Rose restait silencieuse, s’efforçant d’assimiler toutes ces informations. Elle n’arrivait pas à décrocher son regard d’Aaron. Tant de questions, sans réponses, se bousculaient dans sa tête.

- Pourquoi ne vous êtes-vous pas transformé plus tôt ?

- Je craignais votre réaction.

- Vous avez une mission, Judas vous impose de la mener à terme, et vous laisser Esios perpétrer ces atrocités, uniquement par crainte de ma réaction ? Lança-t-elle furieuse.

- Vous avez eu peur, n’est-ce pas ?

- Bien entendu que j’ai eu peur, j’étais terrifiée, et je le suis toujours ! Mais l’arrêter doit-être votre seule priorité. Vous n’avez pas à tenir compte de ce que je ressens.

- Vous avez raison Rose. À présent, nous devons repartir.

Il enfila sa chemise et envoya sa cape sur ses épaules. Rose éteignit le feu et constata la disparition des chevaux. Aaron leva les yeux au ciel, à pied, il lui sera plus difficile d’accomplir sa mission. Mais ils devaient retrouver Esios avant qu’il commette d’autres méfaits.

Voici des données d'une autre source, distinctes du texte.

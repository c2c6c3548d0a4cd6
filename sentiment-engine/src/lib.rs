pub mod analyzer;
pub mod cache;
pub mod model;

pub use analyzer::SentimentAnalyzer;
pub use cache::ScoreCache;
pub use model::{LexiconModel, PolarityModel};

Ils marchèrent le reste de la journée vers le sud. Aaron s’arrêtait régulièrement afin de repérer, en vain, des traces du passage d’Esios. Arrivés devant une grande cité, ils décidèrent de s’y arrêter pour dîner et s’approvisionner en vivre. Avec ses galets dans la main, Aaron se présenta devant l’aubergiste. Il en déposa trois sur le comptoir et le fixa bien dans les yeux. Il fit quelques gestes de la main et l’aubergiste s’empressa de leur indiquer une table près d’une fenêtre.

- Je n’aime toujours pas ce tour de passe-passe ! Dit Rose en prenant place sur une chaise.

- Nous n’avons pas le choix, et ce ne sont pas deux écuelles qui vont le ruiner.

Le serveur déposa deux assiettes de ragoût ainsi qu’une grosse panière de pain et leur proposa du vin. Mais Aaron préféra une cruche d’eau bien fraîche.

Rose regardait les passants à l’extérieur. La rue était bondée, des tas de marchants ambulants se bousculaient pour avoir la meilleure place.